System Design. Shown is a generalized diagram one of the TIRFM rigs used in the experiments described. The pertinent sections that discuss the specific components are noted beneath the figure. All optical components to the right of the fiber optic cable (FO) are mounted on a metal breadboard with ¼” screws on standard post mounts. Three lasers (boxes on right) are used to provide five usable excitation lines (wavelengths in nm indicated). After reflection on a primary mirror (1°), the argon laser lines are directed to the AOTF via a dichroic mirror (DC1). The krypton-argon lines pass through both DC1 and DC2. After reflection on a primary mirror (1°), the 440 nm diode laser line is directed to the AOTF via DC2. Power at the 440 nm laser head is computer controlled. Control boxes are required to interface with the computer software and are depicted as black boxes.
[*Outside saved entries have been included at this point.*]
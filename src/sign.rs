//! Per-logic sign systems.
//!
//! A sign system is a small, closed enum plus a `contradicts` predicate. The engine never
//! inspects sign identity directly — it only ever calls [`Sign::contradicts`] — so adding a new
//! logic is purely a matter of registering a new [`Sign`] implementation, a new
//! [`crate::rule::RuleRegistry`], and (if its model shape differs) a new extractor in
//! [`crate::model`]. This gets rule dispatch across logics without an inheritance hierarchy:
//! instead of a sign base class, each logic gets its own small `Copy` enum and the engine is
//! generic over it.

use std::fmt;
use std::hash::Hash;

/// A finite, per-logic set of signs with a symmetric, reflexive-free contradiction relation.
pub trait Sign: fmt::Debug + fmt::Display + Copy + Eq + Hash + 'static {
    /// Returns whether `self` and `other`, asserted of the same formula, are contradictory.
    ///
    /// Implementations must be symmetric (`a.contradicts(b) == b.contradicts(a)`) and must never
    /// return `true` for `a.contradicts(a)` unless a sign can contradict itself by definition of
    /// the logic (none of the four required logics do).
    fn contradicts(self, other: Self) -> bool;
}

/// Classical Propositional Logic's two signs: `T` contradicts `F`.
#[derive(Debug, Clone, Copy, PartialEq, Eq, Hash)]
pub enum CplSign {
    T,
    F,
}

impl Sign for CplSign {
    fn contradicts(self, other: Self) -> bool {
        matches!((self, other), (CplSign::T, CplSign::F) | (CplSign::F, CplSign::T))
    }
}

impl fmt::Display for CplSign {
    fn fmt(&self, f: &mut fmt::Formatter) -> fmt::Result {
        write!(f, "{}", if *self == CplSign::T { "T" } else { "F" })
    }
}

/// Weak Kleene three-valued logic's signs: only `T3` and `F3` contradict; `U` never
/// contradicts anything (it represents "undefined", which is never inconsistent with any
/// commitment under weak-Kleene semantics).
#[derive(Debug, Clone, Copy, PartialEq, Eq, Hash)]
pub enum Wk3Sign {
    T3,
    F3,
    U,
}

impl Sign for Wk3Sign {
    fn contradicts(self, other: Self) -> bool {
        matches!(
            (self, other),
            (Wk3Sign::T3, Wk3Sign::F3) | (Wk3Sign::F3, Wk3Sign::T3)
        )
    }
}

impl fmt::Display for Wk3Sign {
    fn fmt(&self, f: &mut fmt::Formatter) -> fmt::Result {
        let label = match self {
            Wk3Sign::T3 => "T3",
            Wk3Sign::F3 => "F3",
            Wk3Sign::U => "U",
        };
        write!(f, "{label}")
    }
}

/// Ferguson's wKrQ four-signed epistemic logic's signs: only `T` contradicts `F`; `M`
/// ("may be true") and `N` ("need not be true") express epistemic possibility and are pairwise
/// non-contradictory with every other sign, including each other — `M:p` and `N:p` coexisting on
/// the same open branch is the point of the logic.
#[derive(Debug, Clone, Copy, PartialEq, Eq, Hash)]
pub enum WkrqSign {
    T,
    F,
    M,
    N,
}

impl Sign for WkrqSign {
    fn contradicts(self, other: Self) -> bool {
        matches!(
            (self, other),
            (WkrqSign::T, WkrqSign::F) | (WkrqSign::F, WkrqSign::T)
        )
    }
}

impl fmt::Display for WkrqSign {
    fn fmt(&self, f: &mut fmt::Formatter) -> fmt::Result {
        let label = match self {
            WkrqSign::T => "T",
            WkrqSign::F => "F",
            WkrqSign::M => "M",
            WkrqSign::N => "N",
        };
        write!(f, "{label}")
    }
}

/// First-Degree Entailment's signs.
///
/// No pair of FDE signs contradicts: FDE is paraconsistent by design, so `B` ("both true and
/// false") asserted alongside `T` or `F` for the same formula is not itself a defect of the
/// branch. This crate resolves FDE's open design question (recorded in DESIGN.md) by declaring it
/// *never-closing* via the ordinary pairwise path; [`WkrqSign::contradicts`]-style closure
/// therefore never fires for FDE, and a branch's only route to closure would be a designated
/// auxiliary rule producing an explicit inconsistency marker, which this implementation does not
/// populate for any of the four connectives (no FDE rule is defined that needs one).
#[derive(Debug, Clone, Copy, PartialEq, Eq, Hash)]
pub enum FdeSign {
    T,
    F,
    B,
    N,
}

impl Sign for FdeSign {
    fn contradicts(self, _other: Self) -> bool {
        false
    }
}

impl fmt::Display for FdeSign {
    fn fmt(&self, f: &mut fmt::Formatter) -> fmt::Result {
        let label = match self {
            FdeSign::T => "T",
            FdeSign::F => "F",
            FdeSign::B => "B",
            FdeSign::N => "N",
        };
        write!(f, "{label}")
    }
}

#[cfg(test)]
mod tests {
    use super::*;

    #[test]
    fn cpl_t_and_f_contradict_symmetrically() {
        assert!(CplSign::T.contradicts(CplSign::F));
        assert!(CplSign::F.contradicts(CplSign::T));
        assert!(!CplSign::T.contradicts(CplSign::T));
    }

    #[test]
    fn wk3_u_never_contradicts() {
        assert!(!Wk3Sign::U.contradicts(Wk3Sign::T3));
        assert!(!Wk3Sign::U.contradicts(Wk3Sign::F3));
        assert!(!Wk3Sign::U.contradicts(Wk3Sign::U));
        assert!(Wk3Sign::T3.contradicts(Wk3Sign::F3));
    }

    #[test]
    fn wkrq_m_and_n_never_contradict_anything() {
        assert!(!WkrqSign::M.contradicts(WkrqSign::N));
        assert!(!WkrqSign::M.contradicts(WkrqSign::T));
        assert!(!WkrqSign::N.contradicts(WkrqSign::F));
        assert!(WkrqSign::T.contradicts(WkrqSign::F));
    }

    #[test]
    fn fde_signs_never_contradict() {
        assert!(!FdeSign::T.contradicts(FdeSign::F));
        assert!(!FdeSign::B.contradicts(FdeSign::N));
    }
}
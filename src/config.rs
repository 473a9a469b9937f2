use crate::archive::{ArchiveChannel, HttpArchive, MaildirArchive};
use crate::cli::Cli;
use crate::error::{ReportError, Result};
use chrono::NaiveDate;
use std::path::PathBuf;
use std::time::Duration;

#[derive(Debug, Clone, PartialEq)]
pub enum ArchiveSettings {
    Disabled,
    Directory(PathBuf),
    Http {
        base_url: String,
        token: Option<String>,
        timeout: Duration,
    },
}

impl ArchiveSettings {
    pub fn open(&self) -> Result<Option<Box<dyn ArchiveChannel>>> {
        let channel: Box<dyn ArchiveChannel> = match self {
            ArchiveSettings::Disabled => return Ok(None),
            ArchiveSettings::Directory(dir) => Box::new(MaildirArchive::new(dir.clone())),
            ArchiveSettings::Http {
                base_url,
                token,
                timeout,
            } => Box::new(HttpArchive::new(base_url, token.clone(), *timeout)?),
        };
        Ok(Some(channel))
    }
}

#[derive(Debug, Clone, PartialEq)]
pub struct MailIdentity {
    pub user: String,
    pub to: Option<String>,
    pub sender_name: String,
}

impl MailIdentity {
    pub fn recipient(&self) -> &str {
        self.to.as_deref().unwrap_or(&self.user)
    }
}

#[derive(Debug, Clone, Default, PartialEq)]
pub struct OutputSettings {
    pub html: Option<PathBuf>,
    pub json: Option<PathBuf>,
    pub outbox: Option<PathBuf>,
    pub print: bool,
}

#[derive(Debug, Clone, PartialEq)]
pub struct ReportConfig {
    pub snapshot_dir: PathBuf,
    pub report_date: Option<NaiveDate>,
    pub archive: ArchiveSettings,
    pub mail: Option<MailIdentity>,
    pub title: String,
    pub output: OutputSettings,
}

impl ReportConfig {
    /// Defaults for a store at `snapshot_dir`: no archive, no outputs.
    pub fn new(snapshot_dir: impl Into<PathBuf>) -> Self {
        Self {
            snapshot_dir: snapshot_dir.into(),
            report_date: None,
            archive: ArchiveSettings::Disabled,
            mail: None,
            title: "7-Day Pickup Report".to_string(),
            output: OutputSettings::default(),
        }
    }

    pub fn from_cli(cli: &Cli) -> Result<Self> {
        let archive = if cli.no_remote {
            ArchiveSettings::Disabled
        } else {
            match (&cli.archive_dir, &cli.archive_url) {
                (Some(_), Some(_)) => {
                    return Err(ReportError::Config(
                        "set either ARCHIVE_DIR or ARCHIVE_URL, not both".into(),
                    ))
                }
                (Some(dir), None) => ArchiveSettings::Directory(dir.clone()),
                (None, Some(url)) => {
                    if cli.archive_timeout_secs == 0 {
                        return Err(ReportError::Config(
                            "ARCHIVE_TIMEOUT_SECS must be at least 1".into(),
                        ));
                    }
                    ArchiveSettings::Http {
                        base_url: url.clone(),
                        token: cli.archive_token.clone(),
                        timeout: Duration::from_secs(cli.archive_timeout_secs),
                    }
                }
                (None, None) => ArchiveSettings::Disabled,
            }
        };

        let mail = cli
            .email_user
            .as_ref()
            .filter(|u| !u.trim().is_empty())
            .map(|user| MailIdentity {
                user: user.trim().to_string(),
                to: cli
                    .email_to
                    .as_ref()
                    .map(|t| t.trim().to_string())
                    .filter(|t| !t.is_empty()),
                sender_name: cli.sender_name.clone(),
            });
        if cli.outbox.is_some() && mail.is_none() {
            return Err(ReportError::Config(
                "--outbox needs EMAIL_USER to address the messages".into(),
            ));
        }

        let output = OutputSettings {
            html: cli.html_out.clone(),
            json: cli.json_out.clone(),
            outbox: cli.outbox.clone(),
            print: cli.print
                || (cli.html_out.is_none() && cli.json_out.is_none() && cli.outbox.is_none()),
        };

        Ok(Self {
            snapshot_dir: cli.snapshot_dir.clone(),
            report_date: cli.report_date,
            archive,
            mail,
            title: cli.title.clone(),
            output,
        })
    }
}

#[cfg(test)]
mod tests {
    use super::*;
    use clap::Parser;

    fn parse(args: &[&str]) -> Cli {
        let mut argv = vec!["pickup-report"];
        argv.extend_from_slice(args);
        Cli::parse_from(argv)
    }

    #[test]
    fn prints_when_no_output_is_chosen() {
        let cfg = ReportConfig::from_cli(&parse(&["--snapshot-dir", "data"])).unwrap();
        assert_eq!(cfg.snapshot_dir, PathBuf::from("data"));
        assert!(cfg.output.print);

        let cfg = ReportConfig::from_cli(&parse(&["--html-out", "r.html"])).unwrap();
        assert!(!cfg.output.print);
    }

    #[test]
    fn archive_selection() {
        let cfg = ReportConfig::from_cli(&parse(&["--archive-dir", "sent"])).unwrap();
        assert_eq!(cfg.archive, ArchiveSettings::Directory(PathBuf::from("sent")));

        let cfg = ReportConfig::from_cli(&parse(&[
            "--archive-url",
            "https://archive.example.com",
            "--archive-timeout-secs",
            "5",
        ]))
        .unwrap();
        assert!(matches!(
            cfg.archive,
            ArchiveSettings::Http { timeout, .. } if timeout == Duration::from_secs(5)
        ));

        let cfg =
            ReportConfig::from_cli(&parse(&["--archive-dir", "sent", "--no-remote"])).unwrap();
        assert_eq!(cfg.archive, ArchiveSettings::Disabled);
    }

    #[test]
    fn zero_timeout_is_rejected() {
        let cli = parse(&["--archive-url", "http://x", "--archive-timeout-secs", "0"]);
        assert!(matches!(
            ReportConfig::from_cli(&cli),
            Err(ReportError::Config(_))
        ));
    }

    #[test]
    fn outbox_requires_a_sender() {
        let mut cli = parse(&["--outbox", "out"]);
        cli.email_user = None;
        assert!(matches!(
            ReportConfig::from_cli(&cli),
            Err(ReportError::Config(_))
        ));

        cli.email_user = Some("bot@example.com".into());
        cli.email_to = None;
        let cfg = ReportConfig::from_cli(&cli).unwrap();
        assert_eq!(cfg.mail.unwrap().recipient(), "bot@example.com");
    }

    #[test]
    fn explicit_report_date() {
        let cfg = ReportConfig::from_cli(&parse(&["--report-date", "2024-03-05"])).unwrap();
        assert_eq!(cfg.report_date, NaiveDate::from_ymd_opt(2024, 3, 5));
    }
}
Thin black lines at the bottom of the figure indicate computer connections. The AOTF and excitation filter wheel (FW) are linked to their respective control boxes, which in turn, are coupled to the PC workstation and are controlled by MetaMorph acquisition software. The user selects the laser line via the AOTF and blocks unneeded lines with the filter wheel. The selected line is directed to the laser launch (LL) lens to allow entry into the fiber optic cable. The fiber optic cable is coupled to the TIRF illuminator (TIRF IL). The TIRF angle is controlled through the software via a motorized actuator (ACT).

Figure 2

Single molecule TIRF imaging. (A) Trajectories of individual BCR molecules accumulated over the entire time course of Supplementary Movie 1. (B) Cumulative probability plots of the diffusion coefficients of individual BCR molecules were obtained from time-lapse TIRF movies (such as those shown in Supplementary Movie 1) of human peripheral blood B cells labeled with DyLight 649-Fab anti-IgM and placed on bilayers with (blue curve) or without (red curve) goat anti-human IgM F(ab’)₂ Ag. The trajectories used to construct each probability curve were collected from two independent experiments (n = 1871 with Ag; n = 3622 without Ag). Also given are the percent of mobile and immobile BCRs for cells with and without Ag..

Figure 3

Two-color time-lapse TIRF images capture the response of B cells upon initial contact with Ag-containing PLBs. Upper Panel: IgM-High J558L B cells labeled with AlexaFluor 568-Fab anti-IgM were placed on PLBs containing NIP1-His12 Ag and were examined by TIRFM over 120 s by imaging Igα-YFP (green) and AlexaFluor 568-Fab anti-IgM (red). Bars, 1.5 μm. Bottom panel: pseudo-color 2.5D Gaussian images of one representative Alexa Fluor 568–Fab anti-IgM microcluster are shown at the indicated times.

Figure 4

Imaging BCR signaling. (A) Two-color TIRF images show the distribution of the BCR and accumulation of pSyk on the membrane of human peripheral blood B cells that were placed on bilayers without (top panels) or with (bottom panels) goat anti-human IgM F(ab’)₂ Ag for 10 min, fixed and labeled as described in Section 3.3. Specifically, BCRs and pSyk are visualized using TIRFM by imaging DyLight 649-Fab anti-IgM (red) and AlexaFluor 488-labeled pSyk, respectively. Bars, 1.5 μm. (B) pSyk mean FI and pSyk cluster number quantified from several TIRF images of IgM-expressing B cells placed on bilayers without (gray circles) or with Ag (black triangles) as shown in (A). Each data point represents one cell analyzed in one of three independent experiments and the bars indicate the mean ± SD.